***** DATA SHOWN *****

//! 組札 (Foundation) へのカード移動ルールを定義するよ。

use log::debug;

use super::common::get_foundation_suit;
use crate::components::card::{Card, Rank};

/// 指定されたカードが、特定の組札 (Foundation) の一番上に置けるかチェックする。
///
/// - スートがその組札のスートと一致すること
/// - 空なら Ace だけ
/// - そうでなければ一番上のカードよりランクがちょうど1つ上
pub fn can_move_to_foundation(
    target_foundation_index: u8,
    target_top: Option<&Card>,
    card_to_move: &Card,
) -> bool {
    let Some(target_suit) = get_foundation_suit(target_foundation_index) else {
        debug!("[Foundation Rule] Invalid Foundation index: {}", target_foundation_index);
        return false;
    };
    if card_to_move.suit() != target_suit {
        debug!(
            "[Foundation Rule] {} -> Foundation({}): suit mismatch (target {:?})",
            card_to_move, target_foundation_index, target_suit
        );
        return false;
    }

    let result = match target_top {
        None => card_to_move.rank() == Rank::Ace,
        Some(top) => card_to_move.rank().value() == top.rank().value() + 1,
    };
    debug!(
        "[Foundation Rule] {} -> Foundation({}) (top: {:?}): {}",
        card_to_move,
        target_foundation_index,
        target_top.map(ToString::to_string),
        result
    );
    result
}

*****

— DESCRIPTION OF THE TASK —
Print all of the material above exactly as given.

— EXERCISE SOLUTION —
//! 組札 (Foundation) へのカード移動ルールを定義するよ。

use log::debug;

use super::common::get_foundation_suit;
use crate::components::card::{Card, Rank};

/// 指定されたカードが、特定の組札 (Foundation) の一番上に置けるかチェックする。
///
/// - スートがその組札のスートと一致すること
/// - 空なら Ace だけ
/// - そうでなければ一番上のカードよりランクがちょうど1つ上
pub fn can_move_to_foundation(
    target_foundation_index: u8,
    target_top: Option<&Card>,
    card_to_move: &Card,
) -> bool {
    let Some(target_suit) = get_foundation_suit(target_foundation_index) else {
        debug!("[Foundation Rule] Invalid Foundation index: {}", target_foundation_index);
        return false;
    };
    if card_to_move.suit() != target_suit {
        debug!(
            "[Foundation Rule] {} -> Foundation({}): suit mismatch (target {:?})",
            card_to_move, target_foundation_index, target_suit
        );
        return false;
    }

    let result = match target_top {
        None => card_to_move.rank() == Rank::Ace,
        Some(top) => card_to_move.rank().value() == top.rank().value() + 1,
    };
    debug!(
        "[Foundation Rule] {} -> Foundation({}) (top: {:?}): {}",
        card_to_move,
        target_foundation_index,
        target_top.map(ToString::to_string),
        result
    );
    result
}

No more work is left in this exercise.